ABO blood groups continued… • “Antibodies to the A, B, and O antigens, called isohemagglutinins, are usually of the IgM class. An individual with blood type A, for example, recognizes B-like epitopes on intestinal microorganisms and produces isohemagglutinins to the B-like epitopes. This same individual does not respond to A-like epitopes on the same intestinal microorganisms because these A-like epitopes are too similar to self and a state of self-tolerance to these epitopes should exist.” • sooooo, [conversely]your ability to resist some microorganisms is affected by lacking antibodies to microbial antigens that would react with your own blood cells; • Such is the case if you are type A, or type B, or type AB. • The missing antibodies are lost by clonal deletion because the antigens look like “self.”
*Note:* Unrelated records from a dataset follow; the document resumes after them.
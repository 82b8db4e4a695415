// ── Property synchronization ──
//
// `Controller::sync` binds one property (possibly on a nested store,
// via a dotted path) to two consumers: a controller change handler and a
// view refresh handler. Handler names derive from the property:
//
//   accessor      get<Property>
//   handler       <property>DidChange
//   view handler  refresh<Full.Path.Camel>PropertyOnView
//
// View pushes made while the view is unavailable are deferred. Only the
// latest deferred push is delivered once the view becomes available.

use std::cell::{Cell, RefCell};
use std::fmt;
use std::rc::{Rc, Weak};

use serde_json::Value;
use tracing::{debug, trace};
use trellis_api::util::camel_case;

use crate::controller::{
    Accessor, ChangeHandler, Controller, ControllerInner, FilterFn, LifecycleState,
};
use crate::error::CoreError;
use crate::store::{ListenerId, PropertyStore, change_event};
use crate::view::{AVAILABLE, View};

/// Which changes a binding dispatches.
#[derive(Clone, Default)]
pub enum Filter {
    #[default]
    Always,
    /// A filter from the controller definition's filter table.
    Named(String),
    Func(FilterFn),
}

impl fmt::Debug for Filter {
    fn fmt(&self, f: &mut fmt::Formatter<'_>) -> fmt::Result {
        match self {
            Self::Always => f.write_str("Always"),
            Self::Named(name) => f.debug_tuple("Named").field(name).finish(),
            Self::Func(_) => f.write_str("Func(..)"),
        }
    }
}

/// Per-binding overrides for [`Controller::sync_with`].
#[derive(Clone)]
pub struct SyncOptions {
    accessor: Option<String>,
    handler: Option<String>,
    view_handler: Option<String>,
    filter: Filter,
    trigger: bool,
    trigger_view: bool,
    callback: Option<ChangeHandler>,
}

impl Default for SyncOptions {
    fn default() -> Self {
        Self {
            accessor: None,
            handler: None,
            view_handler: None,
            filter: Filter::Always,
            trigger: false,
            trigger_view: true,
            callback: None,
        }
    }
}

impl SyncOptions {
    pub fn accessor(mut self, name: impl Into<String>) -> Self {
        self.accessor = Some(name.into());
        self
    }

    pub fn handler(mut self, name: impl Into<String>) -> Self {
        self.handler = Some(name.into());
        self
    }

    pub fn view_handler(mut self, name: impl Into<String>) -> Self {
        self.view_handler = Some(name.into());
        self
    }

    pub fn filter(mut self, filter: Filter) -> Self {
        self.filter = filter;
        self
    }

    /// Dispatch once immediately after binding.
    pub fn trigger(mut self, enabled: bool) -> Self {
        self.trigger = enabled;
        self
    }

    /// Push the current value to the view immediately after binding.
    pub fn trigger_view(mut self, enabled: bool) -> Self {
        self.trigger_view = enabled;
        self
    }

    /// Extra handler invoked after the named one.
    pub fn callback<F>(mut self, callback: F) -> Self
    where
        F: Fn(&Controller, &Value, &Value) + 'static,
    {
        self.callback = Some(Rc::new(callback));
        self
    }
}

impl fmt::Debug for SyncOptions {
    fn fmt(&self, f: &mut fmt::Formatter<'_>) -> fmt::Result {
        f.debug_struct("SyncOptions")
            .field("accessor", &self.accessor)
            .field("handler", &self.handler)
            .field("view_handler", &self.view_handler)
            .field("filter", &self.filter)
            .field("trigger", &self.trigger)
            .field("trigger_view", &self.trigger_view)
            .field("callback", &self.callback.is_some())
            .finish()
    }
}

/// Name of the view refresh handler for a property path.
pub fn view_handler_name(path: &str) -> String {
    let camel: String = path.split('.').map(camel_case).collect();
    format!("refresh{camel}PropertyOnView")
}

// ── Binding ──────────────────────────────────────────────────────────

/// A live property binding. Owned by its controller; listeners hold
/// weak references only.
pub(crate) struct SyncBinding {
    path: String,
    property: String,
    target: PropertyStore,
    view: View,
    controller: Weak<ControllerInner>,
    accessor: Option<Accessor>,
    handler: Option<ChangeHandler>,
    callback: Option<ChangeHandler>,
    view_handler: String,
    filter: Option<FilterFn>,
    previous: RefCell<Value>,
    pending: RefCell<Option<(Value, Value)>>,
    change_listener: Cell<Option<ListenerId>>,
    availability_listener: Cell<Option<ListenerId>>,
}

impl SyncBinding {
    /// Current value through the accessor, or straight from the store.
    fn read(&self) -> Value {
        match self.accessor {
            Some(ref accessor) => accessor(&self.target),
            None => self.target.get(&self.property),
        }
    }

    fn passes(&self, current: &Value, previous: &Value) -> bool {
        self.filter
            .as_ref()
            .is_none_or(|filter| filter(current, previous))
    }

    fn dispatch(self: &Rc<Self>) {
        let current = self.read();
        let previous = self.previous.borrow().clone();

        if self.passes(&current, &previous) {
            if let Some(inner) = self.controller.upgrade() {
                let controller = Controller::from_inner(inner);
                if let Some(ref handler) = self.handler {
                    handler(&controller, &current, &previous);
                }
                if let Some(ref callback) = self.callback {
                    callback(&controller, &current, &previous);
                }
            }
            self.push_view(current.clone(), previous);
        } else {
            trace!(path = %self.path, "change filtered out");
        }

        *self.previous.borrow_mut() = current;
    }

    fn push_view(self: &Rc<Self>, current: Value, previous: Value) {
        if self.view.is_available() {
            self.apply(&current, &previous);
            return;
        }

        trace!(path = %self.path, "view unavailable, deferring refresh");
        *self.pending.borrow_mut() = Some((current, previous));
        if self.availability_listener.get().is_some() {
            return;
        }
        let weak = Rc::downgrade(self);
        let id = self.view.props().on(change_event(AVAILABLE), move |_| {
            if let Some(binding) = weak.upgrade() {
                binding.flush();
            }
        });
        self.availability_listener.set(Some(id));
    }

    fn flush(&self) {
        if !self.view.is_available() {
            return;
        }
        if let Some(id) = self.availability_listener.take() {
            self.view.props().off(id);
        }
        let pending = self.pending.borrow_mut().take();
        if let Some((current, previous)) = pending {
            self.apply(&current, &previous);
        }
    }

    fn apply(&self, current: &Value, previous: &Value) {
        match self.view.handler(&self.view_handler) {
            Some(handler) => handler(current, previous),
            None => trace!(handler = %self.view_handler, "no view handler"),
        }
    }

    fn detach(&self) {
        if let Some(id) = self.change_listener.take() {
            self.target.off(id);
        }
        if let Some(id) = self.availability_listener.take() {
            self.view.props().off(id);
        }
        self.pending.borrow_mut().take();
    }
}

// ── Controller API ───────────────────────────────────────────────────

impl Controller {
    /// Bind `path` with default options.
    pub fn sync(&self, path: &str) -> Result<&Self, CoreError> {
        self.sync_with(path, SyncOptions::default())
    }

    /// Bind `path` and also call `callback` on every change, starting
    /// with an immediate dispatch.
    pub fn sync_fn<F>(&self, path: &str, callback: F) -> Result<&Self, CoreError>
    where
        F: Fn(&Controller, &Value, &Value) + 'static,
    {
        self.sync_with(path, SyncOptions::default().trigger(true).callback(callback))
    }

    /// Bind `path` (a property name, or `a.b.prop` through nested stores).
    /// Every call creates an independent binding.
    pub fn sync_with(&self, path: &str, options: SyncOptions) -> Result<&Self, CoreError> {
        let unresolved = || CoreError::UnresolvedPath {
            path: path.to_owned(),
        };
        let segments: Vec<&str> = path.split('.').collect();
        let (property, parents) = segments.split_last().ok_or_else(unresolved)?;
        if property.is_empty() {
            return Err(unresolved());
        }
        let target = self.props().resolve(parents).ok_or_else(unresolved)?;
        let view = self.require_view()?;
        let def = self.def();
        if self.state() >= LifecycleState::Unloaded {
            return Err(CoreError::Configuration {
                controller: def.name.clone(),
                message: format!("cannot sync '{path}' after unload"),
            });
        }

        let accessor_name = options
            .accessor
            .unwrap_or_else(|| format!("get{}", camel_case(property)));
        let handler_name = options
            .handler
            .unwrap_or_else(|| format!("{property}DidChange"));
        let filter = match options.filter {
            Filter::Always => None,
            Filter::Func(f) => Some(f),
            Filter::Named(name) => Some(def.filters.get(&name).cloned().ok_or_else(|| {
                CoreError::Definition {
                    owner: format!("controller '{}'", def.name),
                    message: format!("sync of '{path}' names unknown filter '{name}'"),
                }
            })?),
        };

        let binding = Rc::new(SyncBinding {
            path: path.to_owned(),
            property: (*property).to_owned(),
            target: target.clone(),
            view,
            controller: self.downgrade(),
            accessor: def.accessors.get(&accessor_name).cloned(),
            handler: def.handlers.get(&handler_name).cloned(),
            callback: options.callback,
            view_handler: options
                .view_handler
                .unwrap_or_else(|| view_handler_name(path)),
            filter,
            previous: RefCell::new(Value::Null),
            pending: RefCell::new(None),
            change_listener: Cell::new(None),
            availability_listener: Cell::new(None),
        });

        let weak = Rc::downgrade(&binding);
        let id = target.on(change_event(property), move |_| {
            if let Some(binding) = weak.upgrade() {
                binding.dispatch();
            }
        });
        binding.change_listener.set(Some(id));

        let weak = Rc::downgrade(&binding);
        self.add_teardown(move || {
            if let Some(binding) = weak.upgrade() {
                binding.detach();
            }
        });
        self.push_binding(Rc::clone(&binding));
        debug!(controller = %def.name, path, "property synced");

        if options.trigger_view {
            binding.push_view(binding.read(), Value::Null);
        }
        if options.trigger {
            target.trigger(&change_event(property));
        }
        Ok(self)
    }
}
The second example… • Imagine that one suspects that the Ag exists in some other solution (say, the urine of an individual.) • Then, if the Ab is reacted with the urine and there is Ag in the urine, then the Ab receptors become saturated with Ag. • When the Ab is next reacted with cell(bead) complex which is coated with the same Ag, there will be no agglutination (thus called agglutination inhibition) because the Ab will already have reacted with the Ag (in the urine.) • This protocol is used in drug testing and has been used in some pregnancy tests.
Overview: • There are techniques for suspended Ag’s that produce agglutinins • There are techniques for soluble Ag’s that produce precipitins • Modern techniques increase sensitivity:
An important refinement…. ELISA • The fundamental feature of the Enzyme Linked ImmunoSorbent Assay is to have an enzyme linked to an antibody and to have that enzyme be able to generate some visible product. • Note that because AbE has a constant region as the epitope to which it reacts, AbE can be used to detect any antibody of a particular isotype. That is to say, AbE once prepared can be used in multiple ELISA assays. • Antibodies at concentrations of 0.1 to 10 ng·ml-1can be detected.